SOURCE RECORDS Block Start
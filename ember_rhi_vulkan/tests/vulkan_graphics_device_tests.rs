//! Integration tests for VulkanGraphicsDevice
//!
//! These tests drive the device through the GraphicsDevice trait on a real GPU.
//! All tests require a GPU and are marked with #[ignore].
//!
//! Run with: cargo test --test vulkan_graphics_device_tests -- --ignored

use std::sync::Arc;

use ember_rhi::ember::render::{
    update_typed, BufferDesc, BufferUsage, DescriptorBinding, DescriptorSetLayoutDesc, DescriptorType, ImageLayout,
    MemoryType, Rect2D, RenderingAttachment, SamplerDesc, ShaderStageFlags, TextureDesc, TextureFormat,
    TextureUsage,
};
use ember_rhi::ember::{FrameBegin, GraphicsDevice, GraphicsDeviceConfig};
use ember_rhi_vulkan::ember::{Buffer, FrameState, Semaphore, SemaphoreDesc, Texture, UploadState, VulkanGraphicsDevice};
use winit::event_loop::EventLoop;
use winit::window::Window;

/// Helper to create a hidden test window
#[allow(deprecated)]
fn create_test_window() -> (Arc<Window>, EventLoop<()>) {
    let event_loop = EventLoop::new().unwrap();
    let window_attrs = Window::default_attributes()
        .with_title("Ember Vulkan Test")
        .with_inner_size(winit::dpi::PhysicalSize::new(800, 600))
        .with_visible(false);
    let window = event_loop.create_window(window_attrs).unwrap();
    (Arc::new(window), event_loop)
}

fn create_device(window: &Arc<Window>) -> VulkanGraphicsDevice {
    let config = GraphicsDeviceConfig { enable_validation_layers: false, ..Default::default() };
    VulkanGraphicsDevice::new(window.clone(), config).unwrap()
}

/// Record and present one frame that clears the back buffer
fn render_clear_frame(device: &mut VulkanGraphicsDevice) -> FrameBegin {
    let begin = device.begin_frame().unwrap();
    if begin == FrameBegin::Skipped {
        return begin;
    }

    let back_buffer = device.current_back_buffer().unwrap();
    let depth = device.depth_buffer().unwrap();
    let (width, height) = device.swapchain_extent();

    let mut cmd = device.create_command_list().unwrap();
    cmd.begin().unwrap();
    cmd.begin_rendering(
        &[RenderingAttachment::color(back_buffer.clone(), [0.1, 0.2, 0.3, 1.0])],
        Some(&RenderingAttachment::depth(depth, 1.0)),
        Rect2D::from_extent(width, height),
    )
    .unwrap();
    cmd.end_rendering().unwrap();
    cmd.end().unwrap();

    assert_eq!(back_buffer.layout(0, 0), ImageLayout::PresentSrc);
    device.submit_command_list(cmd.as_ref()).unwrap();
    assert_eq!(device.frame_state(), FrameState::CommandsSubmitted);
    device.present().unwrap();
    begin
}

// ============================================================================
// DEVICE TESTS
// ============================================================================

#[test]
#[ignore] // Requires GPU
fn test_vulkan_device_creation() {
    let (window, _event_loop) = create_test_window();
    let device = create_device(&window);

    assert_eq!(device.swapchain_extent(), (800, 600));
    assert!(device.depth_format().is_depth());
    assert_eq!(device.max_frames_in_flight(), 2);
    assert_eq!(device.frame_state(), FrameState::Idle);
    device.wait_idle().unwrap();
}

#[test]
#[ignore] // Requires GPU
fn test_vulkan_rejects_old_api_version() {
    let (window, _event_loop) = create_test_window();
    let config = GraphicsDeviceConfig { api_version: (1, 2), enable_validation_layers: false, ..Default::default() };
    assert!(VulkanGraphicsDevice::new(window.clone(), config).is_err());
}

// ============================================================================
// BUFFER TESTS
// ============================================================================

#[test]
#[ignore] // Requires GPU
fn test_vulkan_host_visible_buffer_update() {
    let (window, _event_loop) = create_test_window();
    let mut device = create_device(&window);

    let desc = BufferDesc::new(256, BufferUsage::UNIFORM)
        .with_memory_type(MemoryType::HostVisible)
        .with_name("test_uniforms");
    let buffer = device.create_buffer(desc).unwrap();
    assert_eq!(buffer.size(), 256);
    assert_eq!(buffer.memory_type(), MemoryType::HostVisible);

    let values: [f32; 4] = [1.0, 2.0, 3.0, 4.0];
    update_typed(buffer.as_ref(), 0, &values).unwrap();

    let ptr = buffer.map().unwrap();
    assert!(buffer.is_mapped());
    let bytes = unsafe { std::slice::from_raw_parts(ptr, 16) };
    assert_eq!(bytes, bytemuck::cast_slice::<f32, u8>(&values));
    buffer.unmap();
}

#[test]
#[ignore] // Requires GPU
fn test_vulkan_update_out_of_range_fails() {
    let (window, _event_loop) = create_test_window();
    let mut device = create_device(&window);

    let desc = BufferDesc::new(16, BufferUsage::UNIFORM).with_memory_type(MemoryType::HostVisible);
    let buffer = device.create_buffer(desc).unwrap();
    assert!(buffer.update(8, &[0u8; 16]).is_err());
}

#[test]
#[ignore] // Requires GPU
fn test_vulkan_upload_vertex_buffer() {
    let (window, _event_loop) = create_test_window();
    let mut device = create_device(&window);

    let vertices: [[f32; 3]; 3] = [[0.0, -0.5, 0.0], [0.5, 0.5, 0.0], [-0.5, 0.5, 0.0]];
    let desc = BufferDesc::new(36, BufferUsage::VERTEX | BufferUsage::TRANSFER_DST).with_name("triangle");
    let buffer = device.create_and_upload_buffer(desc, bytemuck::cast_slice(&vertices)).unwrap();
    assert_eq!(buffer.memory_type(), MemoryType::DeviceLocal);

    device.flush_transfers().unwrap();
    let stats = device.stats();
    assert!(stats.memory.total_used >= 36);
    assert!(stats.memory.allocation_count >= 1);
}

#[test]
#[ignore] // Requires GPU
fn test_vulkan_buffer_upload_state() {
    let (window, _event_loop) = create_test_window();
    let mut device = create_device(&window);

    let plain = device.create_buffer(BufferDesc::new(16, BufferUsage::VERTEX)).unwrap();
    assert_eq!(plain.as_any().downcast_ref::<Buffer>().unwrap().upload_state(), None);

    let uploaded = device
        .create_and_upload_buffer(BufferDesc::new(16, BufferUsage::VERTEX), &[7u8; 16])
        .unwrap();
    let uploaded = uploaded.as_any().downcast_ref::<Buffer>().unwrap();
    assert_eq!(uploaded.upload_state(), Some(UploadState::Uploading));

    device.flush_transfers().unwrap();
    assert_eq!(uploaded.upload_state(), Some(UploadState::Ready));
}

// ============================================================================
// TEXTURE TESTS
// ============================================================================

#[test]
#[ignore] // Requires GPU
fn test_vulkan_texture_upload_ends_shader_read_only() {
    let (window, _event_loop) = create_test_window();
    let mut device = create_device(&window);

    let desc = TextureDesc::new_2d(4, 4, TextureFormat::R8G8B8A8_UNORM, TextureUsage::SAMPLED | TextureUsage::TRANSFER_DST)
        .with_name("checker");
    let pixels = vec![255u8; 4 * 4 * 4];
    let texture = device.create_and_upload_texture(desc, &pixels).unwrap();
    device.flush_transfers().unwrap();

    assert_eq!(texture.info().width, 4);
    assert!(!texture.is_swapchain_image());
    assert_eq!(texture.layout(0, 0), ImageLayout::ShaderReadOnly);
}

#[test]
#[ignore] // Requires GPU
fn test_vulkan_mid_frame_upload_lands_before_frame_submit() {
    let (window, _event_loop) = create_test_window();
    let mut device = create_device(&window);
    assert_eq!(device.begin_frame().unwrap(), FrameBegin::Ready);

    let desc = TextureDesc::new_2d(2, 2, TextureFormat::R8G8B8A8_UNORM, TextureUsage::SAMPLED | TextureUsage::TRANSFER_DST);
    let texture = device.create_and_upload_texture(desc, &[128u8; 16]).unwrap();
    let uploaded = texture.as_any().downcast_ref::<Texture>().unwrap();
    assert_eq!(uploaded.upload_state(), Some(UploadState::Uploading));

    let back_buffer = device.current_back_buffer().unwrap();
    let (width, height) = device.swapchain_extent();
    let mut cmd = device.create_command_list().unwrap();
    cmd.begin().unwrap();
    cmd.begin_rendering(
        &[RenderingAttachment::color(back_buffer, [0.0; 4])],
        None,
        Rect2D::from_extent(width, height),
    )
    .unwrap();
    cmd.end_rendering().unwrap();
    cmd.end().unwrap();
    device.submit_command_list(cmd.as_ref()).unwrap();

    assert_eq!(uploaded.upload_state(), Some(UploadState::Ready));
    device.present().unwrap();
    device.wait_idle().unwrap();
}

#[test]
#[ignore] // Requires GPU
fn test_vulkan_texture_upload_wrong_size_fails() {
    let (window, _event_loop) = create_test_window();
    let mut device = create_device(&window);

    let desc = TextureDesc::new_2d(4, 4, TextureFormat::R8G8B8A8_UNORM, TextureUsage::SAMPLED | TextureUsage::TRANSFER_DST);
    assert!(device.create_and_upload_texture(desc, &[0u8; 12]).is_err());
}

// ============================================================================
// DESCRIPTOR TESTS
// ============================================================================

#[test]
#[ignore] // Requires GPU
fn test_vulkan_descriptor_set_binding() {
    let (window, _event_loop) = create_test_window();
    let mut device = create_device(&window);

    let layout = device
        .create_descriptor_set_layout(DescriptorSetLayoutDesc {
            bindings: vec![
                DescriptorBinding { binding: 0, descriptor_type: DescriptorType::UniformBuffer, count: 1, stages: ShaderStageFlags::VERTEX },
                DescriptorBinding { binding: 1, descriptor_type: DescriptorType::CombinedImageSampler, count: 1, stages: ShaderStageFlags::FRAGMENT },
            ],
        })
        .unwrap();
    let set = device.allocate_descriptor_set(&layout).unwrap();

    let uniforms = device
        .create_buffer(BufferDesc::new(64, BufferUsage::UNIFORM).with_memory_type(MemoryType::HostVisible))
        .unwrap();
    let texture = device
        .create_and_upload_texture(
            TextureDesc::new_2d(1, 1, TextureFormat::R8G8B8A8_UNORM, TextureUsage::SAMPLED | TextureUsage::TRANSFER_DST),
            &[255, 255, 255, 255],
        )
        .unwrap();
    let sampler = device.create_sampler(SamplerDesc::default()).unwrap();
    device.flush_transfers().unwrap();

    set.update_uniform_buffer(0, &uniforms, 0, 64).unwrap();
    set.update_combined_image_sampler(1, &texture, &sampler).unwrap();
    // Wrong descriptor type for the binding
    assert!(set.update_uniform_buffer(1, &uniforms, 0, 64).is_err());
}

// ============================================================================
// SYNC TESTS
// ============================================================================

#[test]
#[ignore] // Requires GPU
fn test_vulkan_timeline_signal_rejects_lower_value() {
    let (window, _event_loop) = create_test_window();
    let device = create_device(&window);

    let timeline = Semaphore::new(&device.context().sync, SemaphoreDesc::timeline(0)).unwrap();
    timeline.signal(5).unwrap();
    assert!(timeline.signal(3).is_err());
    timeline.signal(5).unwrap();
    assert_eq!(timeline.value().unwrap(), 5);
}

// ============================================================================
// FRAME TESTS
// ============================================================================

#[test]
#[ignore] // Requires GPU
fn test_vulkan_full_frame() {
    let (window, _event_loop) = create_test_window();
    let mut device = create_device(&window);

    assert_eq!(render_clear_frame(&mut device), FrameBegin::Ready);
    assert_eq!(device.frame_state(), FrameState::Presented);
    assert_eq!(device.current_frame_index(), 1);

    let stats = device.stats();
    assert_eq!(stats.frames_begun, 1);
    assert_eq!(stats.frames_presented, 1);
    assert!(stats.sync.submits >= 1);
    device.wait_idle().unwrap();
}

#[test]
#[ignore] // Requires GPU
fn test_vulkan_frames_rotate_slots() {
    let (window, _event_loop) = create_test_window();
    let mut device = create_device(&window);

    for _ in 0..5 {
        render_clear_frame(&mut device);
    }
    assert_eq!(device.current_frame_index(), 5 % device.max_frames_in_flight());
    device.wait_idle().unwrap();
}

#[test]
#[ignore] // Requires GPU
fn test_vulkan_command_list_outside_frame_fails() {
    let (window, _event_loop) = create_test_window();
    let mut device = create_device(&window);

    assert!(device.create_command_list().is_err());
    assert!(device.present().is_err());
}

#[test]
#[ignore] // Requires GPU
fn test_vulkan_abandoned_frame_releases_slot() {
    let (window, _event_loop) = create_test_window();
    let mut device = create_device(&window);

    assert_eq!(device.begin_frame().unwrap(), FrameBegin::Ready);
    assert!(device.begin_frame().is_err());
    device.abandon_frame().unwrap();
    assert_eq!(device.frame_state(), FrameState::Idle);

    assert_eq!(render_clear_frame(&mut device), FrameBegin::Ready);
    let stats = device.stats();
    assert_eq!(stats.frames_abandoned, 1);
    assert!(stats.swapchain_recreations >= 1);
    device.wait_idle().unwrap();
}

#[test]
#[ignore] // Requires GPU
fn test_vulkan_resize_recreates_swapchain() {
    let (window, _event_loop) = create_test_window();
    let mut device = create_device(&window);

    render_clear_frame(&mut device);
    device.resize(640, 480);
    render_clear_frame(&mut device);

    assert!(device.stats().swapchain_recreations >= 1);
    device.wait_idle().unwrap();
}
SOURCE RECORDS Block End
- [YOUR TASK]:
Look through the material and find each line that includes "BufferDesc", then copy it.

- [YOUR RESPONSE]:
    update_typed, BufferDesc, BufferUsage, DescriptorBinding, DescriptorSetLayoutDesc, DescriptorType, ImageLayout,
    let desc = BufferDesc::new(256, BufferUsage::UNIFORM)
    let desc = BufferDesc::new(16, BufferUsage::UNIFORM).with_memory_type(MemoryType::HostVisible);
    let desc = BufferDesc::new(36, BufferUsage::VERTEX | BufferUsage::TRANSFER_DST).with_name("triangle");
    let plain = device.create_buffer(BufferDesc::new(16, BufferUsage::VERTEX)).unwrap();
        .create_and_upload_buffer(BufferDesc::new(16, BufferUsage::VERTEX), &[7u8; 16])
        .create_buffer(BufferDesc::new(64, BufferUsage::UNIFORM).with_memory_type(MemoryType::HostVisible))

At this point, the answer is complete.